The increasing trend will not be put to a halt anytime soon. HHS estimates that overall drug spending will rise to about $535 billion by 2018 and will account for approximately 16.8 percent of all healthcare expenditures.

The Reason Behind

HHS explains the possible reasons behind such growth in prescription drug spending. From 2010 to 2014, the factors that paved the way for the tremendous rise include population growth by 10 percent, increase in the number of prescription drugs per individual by 30 percent, inflation rise by 30 percent and cost increases greater than inflation by 30 percent.

Proposals To Mitigate The Problem

One proposal to mitigate the problem is to change the way the Centers for Medicare and Medicaid Services pays physicians who administer drug in their clinics.

Medicare Part B compensates doctors by paying the average sales of the drug plus another 6 percent.

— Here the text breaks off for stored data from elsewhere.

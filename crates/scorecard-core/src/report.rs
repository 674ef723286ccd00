use chrono::{DateTime, Utc};
use scorecard_types::{format_score, Question, ReportEntry, ScoreTier, ScorecardData};

const TAILWIND_CDN: &str = "https://cdn.tailwindcss.com";

/// Shown in place of an answer that is missing or blank.
pub const NO_ANSWER: &str = "No answer provided";

const SHARED_STYLE: &str = r#"
        .glass-card {
            background: rgba(255, 255, 255, 0.9);
            backdrop-filter: blur(10px);
            border: 1px solid rgba(255, 255, 255, 0.2);
        }
        .shadow-glow {
            box-shadow: 0 0 20px rgba(147, 51, 234, 0.15);
        }
        .modern-heading {
            background: linear-gradient(135deg, #667eea 0%, #764ba2 100%);
            -webkit-background-clip: text;
            -webkit-text-fill-color: transparent;
            background-clip: text;
        }
        body {
            font-family: -apple-system, BlinkMacSystemFont, 'Segoe UI', 'Roboto', sans-serif;
        }"#;

/// Inputs for one standalone report document.
pub struct ReportDocument<'a> {
    pub scorecard: &'a ScorecardData,
    pub questions: &'a [Question],
    pub answers: &'a [String],
    pub timestamp: &'a str,
    pub report_id: &'a str,
}

fn tier_classes(tier: ScoreTier) -> &'static str {
    match tier {
        ScoreTier::Good => "border-green-500 bg-green-50 text-green-700",
        ScoreTier::Warning => "border-yellow-500 bg-yellow-50 text-yellow-700",
        ScoreTier::Poor => "border-red-500 bg-red-50 text-red-700",
    }
}

/// Renders an ISO 8601 timestamp for people; unparseable input is shown as-is.
pub fn human_timestamp(timestamp: &str) -> String {
    DateTime::parse_from_rfc3339(timestamp)
        .map(|dt| {
            dt.with_timezone(&Utc)
                .format("%Y-%m-%d %H:%M:%S UTC")
                .to_string()
        })
        .unwrap_or_else(|_| timestamp.to_string())
}

fn page(title: &str, max_width: &str, body: &str) -> String {
    format!(
        r#"<!DOCTYPE html>
<html lang="en">
<head>
    <meta charset="UTF-8">
    <meta name="viewport" content="width=device-width, initial-scale=1.0">
    <title>{}</title>
    <script src="{}"></script>
    <style>{}
    </style>
</head>
<body class="bg-gradient-to-br from-purple-50 to-pink-50 min-h-screen py-8">
    <div class="{} mx-auto px-4 sm:px-6 lg:px-8">
{}
    </div>
</body>
</html>
"#,
        html_escape(title),
        TAILWIND_CDN,
        SHARED_STYLE,
        max_width,
        body
    )
}

fn list_items(items: &[String], bullet: &str) -> String {
    let mut html = String::new();
    for item in items {
        html.push_str(&format!(
            r#"
                            <li class="flex items-start">
                                <div class="w-5 h-5 rounded-full bg-gradient-to-br {} mr-3 mt-1 flex-shrink-0"></div>
                                <span class="leading-relaxed">{}</span>
                            </li>"#,
            bullet,
            html_escape(item)
        ));
    }
    html
}

/// Renders the standalone report for one completed assessment.
pub fn render_report(doc: &ReportDocument<'_>) -> String {
    let scorecard = doc.scorecard;
    let overall = scorecard.overall_score();

    let mut bars = String::new();
    for (category, s) in scorecard.scores.iter() {
        let width = (s.score * 10.0).clamp(0.0, 100.0);
        bars.push_str(&format!(
            r#"
                    <div class="score-row flex items-center gap-3" data-category="{}">
                        <span class="text-sm font-medium text-gray-700 w-20">{}</span>
                        <div class="flex-1 bg-gray-200 rounded-full h-4">
                            <div class="bg-gradient-to-r from-purple-500 to-pink-500 h-4 rounded-full" style="width: {}%"></div>
                        </div>
                        <span class="text-sm font-bold text-gray-900 w-8">{}</span>
                    </div>"#,
            category.key(),
            category,
            width,
            s.score
        ));
    }

    let mut breakdown = String::new();
    for (category, s) in scorecard.scores.iter() {
        let classes = tier_classes(ScoreTier::of(s.score));
        breakdown.push_str(&format!(
            r#"
                <div class="breakdown glass-card p-6 rounded-2xl border-l-4 {} shadow-glow" data-category="{}">
                    <div class="flex justify-between items-start mb-4">
                        <div class="flex items-center gap-3">
                            <span class="text-2xl">{}</span>
                            <h4 class="text-xl font-bold text-gray-900">{}</h4>
                        </div>
                        <span class="text-2xl font-bold w-14 h-14 flex items-center justify-center rounded-2xl bg-white shadow-lg border-2">{}</span>
                    </div>
                    <p class="text-gray-600 text-base leading-relaxed">{}</p>
                </div>"#,
            classes,
            category.key(),
            category.icon(),
            category.label(),
            s.score,
            html_escape(&s.reasoning)
        ));
    }

    let mut answers = String::new();
    for (i, question) in doc.questions.iter().enumerate() {
        let answer = doc
            .answers
            .get(i)
            .map(String::as_str)
            .filter(|a| !a.is_empty())
            .unwrap_or(NO_ANSWER);
        answers.push_str(&format!(
            r#"
                <div class="answer glass-card p-6 rounded-2xl shadow-glow">
                    <div class="flex items-start gap-3">
                        <span class="w-8 h-8 bg-gradient-to-br from-purple-500 to-pink-500 rounded-xl text-white font-bold text-sm flex items-center justify-center">{}</span>
                        <div class="flex-1">
                            <h4 class="text-lg font-bold text-gray-900 mb-2">{}</h4>
                            <span class="inline-block px-3 py-1 bg-purple-500 text-white text-xs font-semibold rounded-full mb-3">{}</span>
                            <p class="text-gray-600 leading-relaxed whitespace-pre-wrap">{}</p>
                        </div>
                    </div>
                </div>"#,
            i + 1,
            html_escape(&question.text),
            question.category,
            html_escape(answer)
        ));
    }

    let body = format!(
        r#"        <div class="text-center mb-12">
            <h1 class="text-4xl md:text-5xl font-bold modern-heading">Candidate Assessment Report</h1>
            <p class="text-gray-600 text-lg">Generated on {generated}</p>
            <p class="text-gray-500 text-sm mt-2">Report ID: {report_id}</p>
        </div>

        <div class="grid grid-cols-1 lg:grid-cols-5 gap-8">
            <div class="lg:col-span-2 glass-card p-8 rounded-2xl shadow-glow">
                <h3 class="text-2xl font-bold text-gray-900 mb-6">Score Profile</h3>
                <div class="space-y-4 mb-6">{bars}
                </div>
                <div class="overall text-center p-6 rounded-2xl border-2 {overall_classes} shadow-lg" data-tier="{overall_tier}">
                    <p class="font-semibold text-lg text-gray-600 mb-2">Overall Score</p>
                    <p class="text-5xl font-bold modern-heading">{overall}</p>
                </div>
            </div>

            <div class="lg:col-span-3 space-y-8">
                <div class="glass-card p-8 rounded-2xl shadow-glow">
                    <h3 class="text-2xl font-bold text-gray-900 mb-6">AI Summary &amp; Recommendation</h3>
                    <p class="text-gray-600 text-lg leading-relaxed whitespace-pre-wrap">{summary}</p>
                </div>
                <div class="grid grid-cols-1 md:grid-cols-2 gap-8">
                    <div class="glass-card p-6 rounded-2xl shadow-glow">
                        <h4 class="text-xl font-bold text-gray-900 mb-4">Key Strengths</h4>
                        <ul class="strengths space-y-3 text-gray-600 text-base">{strengths}
                        </ul>
                    </div>
                    <div class="glass-card p-6 rounded-2xl shadow-glow">
                        <h4 class="text-xl font-bold text-gray-900 mb-4">Improvement Areas</h4>
                        <ul class="improvements space-y-3 text-gray-600 text-base">{improvements}
                        </ul>
                    </div>
                </div>
            </div>
        </div>

        <div class="mt-16">
            <h3 class="text-3xl font-bold modern-heading mb-8">Detailed Breakdown</h3>
            <div class="grid grid-cols-1 md:grid-cols-2 gap-8">{breakdown}
            </div>
        </div>

        <div class="mt-16">
            <h3 class="text-3xl font-bold modern-heading mb-8">Candidate Answers</h3>
            <div class="space-y-6">{answers}
            </div>
        </div>

        <div class="mt-16 text-center glass-card p-8 rounded-2xl shadow-glow">
            <p class="text-gray-600 text-lg">Generated by Candidate Assessment System</p>
            <p class="text-gray-500 text-sm mt-2">Report ID: {report_id}</p>
        </div>"#,
        generated = html_escape(&human_timestamp(doc.timestamp)),
        report_id = html_escape(doc.report_id),
        bars = bars,
        overall_classes = tier_classes(ScoreTier::of(overall)),
        overall_tier = ScoreTier::of(overall),
        overall = format_score(overall),
        summary = html_escape(&scorecard.summary),
        strengths = list_items(&scorecard.strengths, "from-green-500 to-emerald-500"),
        improvements = list_items(&scorecard.areas_for_improvement, "from-yellow-500 to-orange-500"),
        breakdown = breakdown,
        answers = answers,
    );

    page(
        &format!("Candidate Assessment Report - {}", doc.timestamp),
        "max-w-7xl",
        &body,
    )
}

/// Renders the catalog of all reports, in the order given.
pub fn render_index(entries: &[ReportEntry]) -> String {
    let listing = if entries.is_empty() {
        r#"        <div class="empty-state text-center py-16">
            <h2 class="text-2xl font-bold text-gray-900 mb-4">No Reports Yet</h2>
            <p class="text-gray-600 text-lg">Complete an assessment to generate your first report!</p>
        </div>"#
            .to_string()
    } else {
        let mut rows = String::new();
        for entry in entries {
            rows.push_str(&format!(
                r#"
            <div class="report-entry glass-card p-6 rounded-2xl shadow-glow" data-report-id="{id}">
                <div class="flex items-center justify-between">
                    <div class="flex-1">
                        <h3 class="text-xl font-bold text-gray-900">Assessment Report</h3>
                        <p class="text-gray-600 text-sm">ID: {id}</p>
                        <div class="flex items-center gap-4 text-sm text-gray-500">
                            <span>Generated: {generated}</span>
                            <span class="text-purple-600 font-semibold">Overall Score: {score}</span>
                        </div>
                    </div>
                    <a href="{href}" class="bg-gradient-to-r from-purple-500 to-pink-500 text-white px-6 py-3 rounded-xl font-semibold shadow-lg">View Report</a>
                </div>
            </div>"#,
                id = html_escape(&entry.report_id),
                generated = html_escape(&human_timestamp(&entry.timestamp)),
                score = html_escape(&entry.overall_score),
                href = html_escape(&entry.filename),
            ));
        }
        format!(
            r#"        <div class="space-y-6">
            <p class="text-center text-gray-600 text-lg mb-8">Total Reports: <span class="font-bold text-purple-600">{}</span></p>{}
        </div>"#,
            entries.len(),
            rows
        )
    };

    let body = format!(
        r#"        <div class="text-center mb-12">
            <h1 class="text-4xl md:text-6xl font-bold modern-heading">Assessment Reports</h1>
            <p class="text-gray-600 text-xl">View all candidate assessment reports</p>
        </div>

{}

        <div class="mt-16 text-center glass-card p-8 rounded-2xl shadow-glow">
            <p class="text-gray-600 text-lg">Candidate Assessment System</p>
            <p class="text-gray-500 text-sm mt-2">Static HTML Report Generator</p>
        </div>"#,
        listing
    );

    page("Candidate Assessment Reports", "max-w-6xl", &body)
}

fn html_escape(s: &str) -> String {
    s.replace('&', "&amp;")
        .replace('<', "&lt;")
        .replace('>', "&gt;")
        .replace('"', "&quot;")
        .replace('\'', "&#39;")
}
//! API service modules for GoCardless endpoints.
//!
//! Each service provides methods for one API resource. Every method accepts
//! a slice of [`RequestOption`](crate::RequestOption)s.

mod currency_exchange_rates;
mod mandate_imports;
mod mandate_pdfs;

pub use currency_exchange_rates::{
    CreatedAtFilter, CurrencyExchangeRateListParams, CurrencyExchangeRatesService,
};
pub use mandate_imports::{MandateImportCreateParams, MandateImportsService};
pub use mandate_pdfs::{MandatePdfCreateParams, MandatePdfLinks, MandatePdfsService};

In the proposed scheme, doctors would be paid a 2.5 percent fixed rate amounting to $16.80 per drug per day.

Linda Cahn from Pharmacy Benefit Consultants says that the rise in prescription drug spending goes to show that those paying for the bulk of the drugs' costs are not doing something to control the prices.

Experts had a discussion about the matter at the Johns Hopkins University on Tuesday. Poll results from Kaiser Family Foundation presented in the event showed that the public blame drug makers, instead of insurance firms for the high drug costs. The people also said that the federal government must be able to negotiate Medicare drug costs with pharmaceutical companies.

Former House Energy and Commerce Committee Chairman Henry Waxman says competition is one of the key solutions to overpriced medicine. He adds that the government is less likely to have better luck than the benefit drug makers use for its medicine plans.

"We'll just have to keep looking for some things we can try out," he says. "Every solution you get will lead to other problems."